You don’t have to be an IT
professional to see that the world around us is getting smarter. Let’s just
take a look at a few examples from the world of motoring: we’ve become used to
our in-car GPS systems giving us real-time traffic updates, signs outside car
parks telling us exactly how many spaces are free, and even the cars themselves
being smart enough to brake individual wheels in order to control a developing skid.
All of these make our lives easier and safer by using real-time data to make
smart decisions.

However, all of this is just the
beginning: everywhere you look the world is getting more
"instrumented", and clever technologies are being adopted to use the
real-time data to make things safer, quicker and greener. Smart electricity
meters in homes are giving consumers the ability to monitor their energy usage
in real time and make informed decisions on how they use it, resulting in an
average reduction of 10% in a recent US study. Sophisticated traffic management
systems in our cities are reducing congestion and improving fuel efficiency,
with an estimated reduction in journey delays of 700,000 hours in another study
covering 439 cities around the world.

All of this has some obvious
implications for the volume of data our systems will have to manage (see trend
#2 below) but the IT impact goes a lot deeper than that.

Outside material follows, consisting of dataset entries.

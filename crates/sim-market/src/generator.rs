//! 합성 매수/매도 호가 생성기.
//!
//! 스텝마다 포아송 분포로 업데이트 횟수를 뽑고, 각 서브 업데이트에서
//! 모델 틱을 뽑아 현재 호가에 반영합니다.

use chrono::{DateTime, Utc};
use rand::rngs::StdRng;
use rand::SeedableRng;
use rust_decimal::prelude::{FromPrimitive, ToPrimitive};
use rust_decimal::Decimal;
use sim_core::{round_to_cents, Regime, Sign, Tick, MIN_SPREAD};
use std::sync::Arc;
use tracing::trace;

use crate::bias::target_biased_delta;
use crate::model::RegimeModel;

/// 합성 틱 생성기.
///
/// 현재 매수/매도 호가는 스텝 사이에 유지되며 `reinitialize`로만 덮어씁니다.
pub struct TickGenerator {
    model: Arc<RegimeModel>,
    rng: StdRng,
    bid: Decimal,
    ask: Decimal,
}

impl TickGenerator {
    /// 새로운 생성기를 만듭니다.
    ///
    /// # 인자
    ///
    /// * `model` - 공유 레짐 모델
    /// * `start_price` - 시작 매수호가
    /// * `initial_spread` - 시작 스프레드 (최소 1센트로 보정)
    /// * `seed` - 난수 시드
    pub fn new(
        model: Arc<RegimeModel>,
        start_price: Decimal,
        initial_spread: Decimal,
        seed: u64,
    ) -> Self {
        let (bid, ask) = Self::initial_quotes(start_price, initial_spread);
        Self {
            model,
            rng: StdRng::seed_from_u64(seed),
            bid,
            ask,
        }
    }

    fn initial_quotes(start_price: Decimal, initial_spread: Decimal) -> (Decimal, Decimal) {
        let bid = round_to_cents(start_price);
        let ask = round_to_cents(bid + initial_spread.max(MIN_SPREAD));
        (bid, ask)
    }

    /// 호가 상태와 난수 시드를 한 번에 덮어씁니다.
    pub fn reinitialize(&mut self, start_price: Decimal, initial_spread: Decimal, seed: u64) {
        let (bid, ask) = Self::initial_quotes(start_price, initial_spread);
        *self = Self {
            model: Arc::clone(&self.model),
            rng: StdRng::seed_from_u64(seed),
            bid,
            ask,
        };
    }

    /// 현재 매수호가.
    pub fn bid(&self) -> Decimal {
        self.bid
    }

    /// 현재 매도호가.
    pub fn ask(&self) -> Decimal {
        self.ask
    }

    /// 공유 모델.
    pub fn model(&self) -> &Arc<RegimeModel> {
        &self.model
    }

    /// 한 스텝을 진행하고 도착 순서대로 틱을 반환합니다 (비어 있을 수 있음).
    ///
    /// 방향은 스텝마다 `sign`에서 시작해, 서브 업데이트마다 직전 델타의
    /// 부호로 바뀝니다. 목표가가 있으면 델타를 목표 쪽으로 편향합니다.
    pub fn step(
        &mut self,
        timestamp: DateTime<Utc>,
        regime: Regime,
        sign: Sign,
        target_price: Option<Decimal>,
    ) -> Vec<Tick> {
        let count = self.model.sample_update_count(regime, &mut self.rng);
        let mut ticks = Vec::with_capacity(count as usize);
        let mut sign = sign;

        for _ in 0..count {
            let raw = self.model.sample_tick(regime, sign, &mut self.rng);

            let delta = match target_price {
                Some(target) => target_biased_delta(
                    raw.price_delta,
                    self.bid.to_f64().unwrap_or_default(),
                    target.to_f64().unwrap_or_default(),
                ),
                None => raw.price_delta,
            };

            let bid = round_to_cents(self.bid + Decimal::from_f64(delta).unwrap_or_default());
            let spread = Decimal::from_f64(raw.spread).unwrap_or_default();
            let ask = round_to_cents((bid + spread).max(bid + MIN_SPREAD));

            self.bid = bid;
            self.ask = ask;
            sign = Sign::from_delta(delta);

            let half = raw.size / 2;
            ticks.push(Tick {
                timestamp,
                bid,
                ask,
                bid_size: half,
                ask_size: half,
            });
        }

        trace!(%regime, count, bid = %self.bid, ask = %self.ask, "Generator step");
        ticks
    }
}
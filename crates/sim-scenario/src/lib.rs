//! 시나리오 프리셋과 레짐 타임라인 스케줄링.
//!
//! - [`presets`]: 박스권, 상방/하방 돌파, 가짜 돌파 후 진짜 돌파 시나리오
//! - [`RegimeScheduler`]: 시나리오를 `[start, end)` 세그먼트 타임라인으로 변환

pub mod presets;
pub mod scheduler;

pub use presets::Preset;
pub use scheduler::{breakout_duration, target_price, RegimeScheduler};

The very
infrastructure that we run our IT systems on is also getting smarter. Virtualization
technologies allow server images to be created on demand as capacity increases,
and just as easily torn down again when the demand reduces. More extensive
instrumentation and smarter analysis allows the peaks and troughs in demand to
be more accurately measured and predicted so that capacity can be dynamically
adjusted to cope. With up to 85% of server capacity typically sitting idle on
distributed platforms, the ability to virtualize and consolidate multiple
physical servers can save an enormous amount of power, money and valuable IT
center floor space.

If you live in the mainframe space, virtualization
is an established technology that you’ve been working with for many years. If
not, this might be a new way of thinking about your server environment. Either
way, most of us will be managing our databases on virtual servers running on a
more dynamic infrastructure in the near future.

2. The Information Explosion

As IT becomes ever more prevalent in
nearly every aspect of our lives, the amount of data generated and stored
continues to grow at an astounding rate. According to IBM, worldwide data
volumes are currently doubling every two years. IDC estimates that 45GB of data
currently exists for each person on the planet: that’s a mind-blowing 281
billion gigabytes in total. While a mere 5 percent of that data will end up on
enterprise data servers, it is forecast to grow at a staggering 60 percent per
year, resulting in 14 exabytes of corporate data by 2011.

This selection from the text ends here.